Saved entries
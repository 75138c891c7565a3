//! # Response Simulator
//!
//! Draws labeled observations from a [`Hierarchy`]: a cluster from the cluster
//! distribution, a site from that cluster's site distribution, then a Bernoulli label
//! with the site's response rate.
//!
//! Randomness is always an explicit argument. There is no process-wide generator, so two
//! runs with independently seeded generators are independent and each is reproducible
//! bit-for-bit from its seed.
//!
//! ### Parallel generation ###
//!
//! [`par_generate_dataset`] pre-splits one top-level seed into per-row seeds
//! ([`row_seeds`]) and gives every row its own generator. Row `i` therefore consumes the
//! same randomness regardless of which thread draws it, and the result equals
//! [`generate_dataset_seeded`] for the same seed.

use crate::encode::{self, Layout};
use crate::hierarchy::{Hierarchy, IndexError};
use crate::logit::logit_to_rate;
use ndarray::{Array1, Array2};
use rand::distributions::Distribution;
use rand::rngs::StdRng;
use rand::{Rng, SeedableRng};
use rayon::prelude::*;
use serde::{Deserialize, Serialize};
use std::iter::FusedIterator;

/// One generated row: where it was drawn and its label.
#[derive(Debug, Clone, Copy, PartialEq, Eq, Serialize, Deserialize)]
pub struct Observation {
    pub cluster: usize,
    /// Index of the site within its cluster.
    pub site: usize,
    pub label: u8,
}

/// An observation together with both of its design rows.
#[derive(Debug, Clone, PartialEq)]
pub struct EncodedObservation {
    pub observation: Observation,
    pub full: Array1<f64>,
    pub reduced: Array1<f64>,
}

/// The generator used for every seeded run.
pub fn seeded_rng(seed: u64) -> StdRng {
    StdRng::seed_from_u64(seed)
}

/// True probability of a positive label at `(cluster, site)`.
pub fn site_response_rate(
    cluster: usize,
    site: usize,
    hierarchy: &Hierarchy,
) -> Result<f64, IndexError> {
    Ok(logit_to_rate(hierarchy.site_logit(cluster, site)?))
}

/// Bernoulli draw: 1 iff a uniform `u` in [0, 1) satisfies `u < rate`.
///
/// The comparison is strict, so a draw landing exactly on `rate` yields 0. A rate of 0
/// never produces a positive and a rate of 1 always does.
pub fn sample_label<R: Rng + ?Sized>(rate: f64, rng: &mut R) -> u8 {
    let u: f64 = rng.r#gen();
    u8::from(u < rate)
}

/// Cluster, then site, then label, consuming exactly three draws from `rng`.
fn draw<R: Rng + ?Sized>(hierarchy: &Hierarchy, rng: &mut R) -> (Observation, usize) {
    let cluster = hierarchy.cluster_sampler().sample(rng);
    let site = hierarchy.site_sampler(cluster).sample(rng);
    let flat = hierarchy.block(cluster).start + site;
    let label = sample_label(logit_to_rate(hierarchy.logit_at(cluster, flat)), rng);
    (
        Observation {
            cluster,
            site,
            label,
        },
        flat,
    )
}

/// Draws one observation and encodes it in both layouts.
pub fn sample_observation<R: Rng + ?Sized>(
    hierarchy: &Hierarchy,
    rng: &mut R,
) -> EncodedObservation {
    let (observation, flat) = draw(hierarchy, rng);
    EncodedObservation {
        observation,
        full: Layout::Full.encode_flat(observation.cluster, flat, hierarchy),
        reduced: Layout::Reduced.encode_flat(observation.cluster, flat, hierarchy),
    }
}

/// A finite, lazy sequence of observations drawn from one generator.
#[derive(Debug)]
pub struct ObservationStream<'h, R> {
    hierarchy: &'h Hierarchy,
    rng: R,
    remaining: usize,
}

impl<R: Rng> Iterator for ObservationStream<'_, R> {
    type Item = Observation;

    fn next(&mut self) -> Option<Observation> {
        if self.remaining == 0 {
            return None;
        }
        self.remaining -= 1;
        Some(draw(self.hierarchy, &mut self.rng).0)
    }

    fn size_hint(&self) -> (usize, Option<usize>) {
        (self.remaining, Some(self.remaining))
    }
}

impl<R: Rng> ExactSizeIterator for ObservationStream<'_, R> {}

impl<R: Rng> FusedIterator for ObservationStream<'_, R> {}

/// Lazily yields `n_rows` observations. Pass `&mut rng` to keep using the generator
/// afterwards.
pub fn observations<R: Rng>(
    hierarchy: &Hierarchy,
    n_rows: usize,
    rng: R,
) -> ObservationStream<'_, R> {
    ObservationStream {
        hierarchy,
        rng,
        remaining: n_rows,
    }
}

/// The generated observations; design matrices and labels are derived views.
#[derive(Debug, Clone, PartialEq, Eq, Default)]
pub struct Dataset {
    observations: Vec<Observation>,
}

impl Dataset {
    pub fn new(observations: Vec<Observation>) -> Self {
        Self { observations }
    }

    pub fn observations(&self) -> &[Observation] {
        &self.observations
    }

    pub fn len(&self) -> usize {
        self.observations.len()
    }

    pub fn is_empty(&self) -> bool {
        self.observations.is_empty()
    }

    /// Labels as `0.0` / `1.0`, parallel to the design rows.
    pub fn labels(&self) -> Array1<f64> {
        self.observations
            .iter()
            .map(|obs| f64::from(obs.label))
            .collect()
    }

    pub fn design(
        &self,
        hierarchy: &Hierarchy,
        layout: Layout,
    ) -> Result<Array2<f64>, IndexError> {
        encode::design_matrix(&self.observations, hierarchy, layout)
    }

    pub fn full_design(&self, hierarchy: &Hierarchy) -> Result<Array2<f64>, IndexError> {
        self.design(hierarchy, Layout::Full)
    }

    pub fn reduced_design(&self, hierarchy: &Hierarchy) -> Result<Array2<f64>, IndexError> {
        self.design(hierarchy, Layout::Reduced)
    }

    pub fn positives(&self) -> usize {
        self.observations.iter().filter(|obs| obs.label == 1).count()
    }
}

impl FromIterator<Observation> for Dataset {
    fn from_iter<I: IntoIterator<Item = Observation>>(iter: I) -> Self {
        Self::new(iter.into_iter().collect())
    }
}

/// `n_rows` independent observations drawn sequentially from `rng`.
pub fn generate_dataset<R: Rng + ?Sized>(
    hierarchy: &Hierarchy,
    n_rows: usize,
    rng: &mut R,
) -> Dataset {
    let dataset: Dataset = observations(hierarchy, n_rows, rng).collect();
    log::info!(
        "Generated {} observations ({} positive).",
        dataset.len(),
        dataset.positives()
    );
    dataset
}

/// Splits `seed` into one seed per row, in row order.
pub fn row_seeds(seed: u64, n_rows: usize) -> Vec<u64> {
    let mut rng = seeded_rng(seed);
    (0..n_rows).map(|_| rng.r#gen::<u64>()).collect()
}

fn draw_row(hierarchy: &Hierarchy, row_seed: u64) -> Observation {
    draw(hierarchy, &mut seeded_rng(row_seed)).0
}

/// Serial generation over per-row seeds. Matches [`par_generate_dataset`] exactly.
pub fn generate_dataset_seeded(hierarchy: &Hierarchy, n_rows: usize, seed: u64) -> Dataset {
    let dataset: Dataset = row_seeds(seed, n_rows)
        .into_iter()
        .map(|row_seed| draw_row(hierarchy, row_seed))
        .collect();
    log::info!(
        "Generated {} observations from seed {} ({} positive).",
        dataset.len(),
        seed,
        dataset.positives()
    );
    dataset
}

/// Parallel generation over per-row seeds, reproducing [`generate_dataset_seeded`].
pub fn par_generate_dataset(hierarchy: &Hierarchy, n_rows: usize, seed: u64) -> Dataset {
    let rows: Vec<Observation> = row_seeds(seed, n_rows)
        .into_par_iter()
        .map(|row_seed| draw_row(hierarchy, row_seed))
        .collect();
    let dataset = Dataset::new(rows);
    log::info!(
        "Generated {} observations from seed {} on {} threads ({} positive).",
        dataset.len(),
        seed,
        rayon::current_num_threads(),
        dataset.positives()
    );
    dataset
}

**Description of the task**
Please transcribe each of the entries, exactly as written.

**Expected answer**
repository 75138c891c7565a3
//! # Response Simulator
//!
//! Draws labeled observations from a [`Hierarchy`]: a cluster from the cluster
//! distribution, a site from that cluster's site distribution, then a Bernoulli label
//! with the site's response rate.
//!
//! Randomness is always an explicit argument. There is no process-wide generator, so two
//! runs with independently seeded generators are independent and each is reproducible
//! bit-for-bit from its seed.
//!
//! ### Parallel generation ###
//!
//! [`par_generate_dataset`] pre-splits one top-level seed into per-row seeds
//! ([`row_seeds`]) and gives every row its own generator. Row `i` therefore consumes the
//! same randomness regardless of which thread draws it, and the result equals
//! [`generate_dataset_seeded`] for the same seed.

use crate::encode::{self, Layout};
use crate::hierarchy::{Hierarchy, IndexError};
use crate::logit::logit_to_rate;
use ndarray::{Array1, Array2};
use rand::distributions::Distribution;
use rand::rngs::StdRng;
use rand::{Rng, SeedableRng};
use rayon::prelude::*;
use serde::{Deserialize, Serialize};
use std::iter::FusedIterator;

/// One generated row: where it was drawn and its label.
#[derive(Debug, Clone, Copy, PartialEq, Eq, Serialize, Deserialize)]
pub struct Observation {
    pub cluster: usize,
    /// Index of the site within its cluster.
    pub site: usize,
    pub label: u8,
}

/// An observation together with both of its design rows.
#[derive(Debug, Clone, PartialEq)]
pub struct EncodedObservation {
    pub observation: Observation,
    pub full: Array1<f64>,
    pub reduced: Array1<f64>,
}

/// The generator used for every seeded run.
pub fn seeded_rng(seed: u64) -> StdRng {
    StdRng::seed_from_u64(seed)
}

/// True probability of a positive label at `(cluster, site)`.
pub fn site_response_rate(
    cluster: usize,
    site: usize,
    hierarchy: &Hierarchy,
) -> Result<f64, IndexError> {
    Ok(logit_to_rate(hierarchy.site_logit(cluster, site)?))
}

/// Bernoulli draw: 1 iff a uniform `u` in [0, 1) satisfies `u < rate`.
///
/// The comparison is strict, so a draw landing exactly on `rate` yields 0. A rate of 0
/// never produces a positive and a rate of 1 always does.
pub fn sample_label<R: Rng + ?Sized>(rate: f64, rng: &mut R) -> u8 {
    let u: f64 = rng.r#gen();
    u8::from(u < rate)
}

/// Cluster, then site, then label, consuming exactly three draws from `rng`.
fn draw<R: Rng + ?Sized>(hierarchy: &Hierarchy, rng: &mut R) -> (Observation, usize) {
    let cluster = hierarchy.cluster_sampler().sample(rng);
    let site = hierarchy.site_sampler(cluster).sample(rng);
    let flat = hierarchy.block(cluster).start + site;
    let label = sample_label(logit_to_rate(hierarchy.logit_at(cluster, flat)), rng);
    (
        Observation {
            cluster,
            site,
            label,
        },
        flat,
    )
}

/// Draws one observation and encodes it in both layouts.
pub fn sample_observation<R: Rng + ?Sized>(
    hierarchy: &Hierarchy,
    rng: &mut R,
) -> EncodedObservation {
    let (observation, flat) = draw(hierarchy, rng);
    EncodedObservation {
        observation,
        full: Layout::Full.encode_flat(observation.cluster, flat, hierarchy),
        reduced: Layout::Reduced.encode_flat(observation.cluster, flat, hierarchy),
    }
}

/// A finite, lazy sequence of observations drawn from one generator.
#[derive(Debug)]
pub struct ObservationStream<'h, R> {
    hierarchy: &'h Hierarchy,
    rng: R,
    remaining: usize,
}

impl<R: Rng> Iterator for ObservationStream<'_, R> {
    type Item = Observation;

    fn next(&mut self) -> Option<Observation> {
        if self.remaining == 0 {
            return None;
        }
        self.remaining -= 1;
        Some(draw(self.hierarchy, &mut self.rng).0)
    }

    fn size_hint(&self) -> (usize, Option<usize>) {
        (self.remaining, Some(self.remaining))
    }
}

impl<R: Rng> ExactSizeIterator for ObservationStream<'_, R> {}

impl<R: Rng> FusedIterator for ObservationStream<'_, R> {}

/// Lazily yields `n_rows` observations. Pass `&mut rng` to keep using the generator
/// afterwards.
pub fn observations<R: Rng>(
    hierarchy: &Hierarchy,
    n_rows: usize,
    rng: R,
) -> ObservationStream<'_, R> {
    ObservationStream {
        hierarchy,
        rng,
        remaining: n_rows,
    }
}

/// The generated observations; design matrices and labels are derived views.
#[derive(Debug, Clone, PartialEq, Eq, Default)]
pub struct Dataset {
    observations: Vec<Observation>,
}

impl Dataset {
    pub fn new(observations: Vec<Observation>) -> Self {
        Self { observations }
    }

    pub fn observations(&self) -> &[Observation] {
        &self.observations
    }

    pub fn len(&self) -> usize {
        self.observations.len()
    }

    pub fn is_empty(&self) -> bool {
        self.observations.is_empty()
    }

    /// Labels as `0.0` / `1.0`, parallel to the design rows.
    pub fn labels(&self) -> Array1<f64> {
        self.observations
            .iter()
            .map(|obs| f64::from(obs.label))
            .collect()
    }

    pub fn design(
        &self,
        hierarchy: &Hierarchy,
        layout: Layout,
    ) -> Result<Array2<f64>, IndexError> {
        encode::design_matrix(&self.observations, hierarchy, layout)
    }

    pub fn full_design(&self, hierarchy: &Hierarchy) -> Result<Array2<f64>, IndexError> {
        self.design(hierarchy, Layout::Full)
    }

    pub fn reduced_design(&self, hierarchy: &Hierarchy) -> Result<Array2<f64>, IndexError> {
        self.design(hierarchy, Layout::Reduced)
    }

    pub fn positives(&self) -> usize {
        self.observations.iter().filter(|obs| obs.label == 1).count()
    }
}

impl FromIterator<Observation> for Dataset {
    fn from_iter<I: IntoIterator<Item = Observation>>(iter: I) -> Self {
        Self::new(iter.into_iter().collect())
    }
}

/// `n_rows` independent observations drawn sequentially from `rng`.
pub fn generate_dataset<R: Rng + ?Sized>(
    hierarchy: &Hierarchy,
    n_rows: usize,
    rng: &mut R,
) -> Dataset {
    let dataset: Dataset = observations(hierarchy, n_rows, rng).collect();
    log::info!(
        "Generated {} observations ({} positive).",
        dataset.len(),
        dataset.positives()
    );
    dataset
}

/// Splits `seed` into one seed per row, in row order.
pub fn row_seeds(seed: u64, n_rows: usize) -> Vec<u64> {
    let mut rng = seeded_rng(seed);
    (0..n_rows).map(|_| rng.r#gen::<u64>()).collect()
}

fn draw_row(hierarchy: &Hierarchy, row_seed: u64) -> Observation {
    draw(hierarchy, &mut seeded_rng(row_seed)).0
}

/// Serial generation over per-row seeds. Matches [`par_generate_dataset`] exactly.
pub fn generate_dataset_seeded(hierarchy: &Hierarchy, n_rows: usize, seed: u64) -> Dataset {
    let dataset: Dataset = row_seeds(seed, n_rows)
        .into_iter()
        .map(|row_seed| draw_row(hierarchy, row_seed))
        .collect();
    log::info!(
        "Generated {} observations from seed {} ({} positive).",
        dataset.len(),
        seed,
        dataset.positives()
    );
    dataset
}

/// Parallel generation over per-row seeds, reproducing [`generate_dataset_seeded`].
pub fn par_generate_dataset(hierarchy: &Hierarchy, n_rows: usize, seed: u64) -> Dataset {
    let rows: Vec<Observation> = row_seeds(seed, n_rows)
        .into_par_iter()
        .map(|row_seed| draw_row(hierarchy, row_seed))
        .collect();
    let dataset = Dataset::new(rows);
    log::info!(
        "Generated {} observations from seed {} on {} threads ({} positive).",
        dataset.len(),
        seed,
        rayon::current_num_threads(),
        dataset.positives()
    );
    dataset
}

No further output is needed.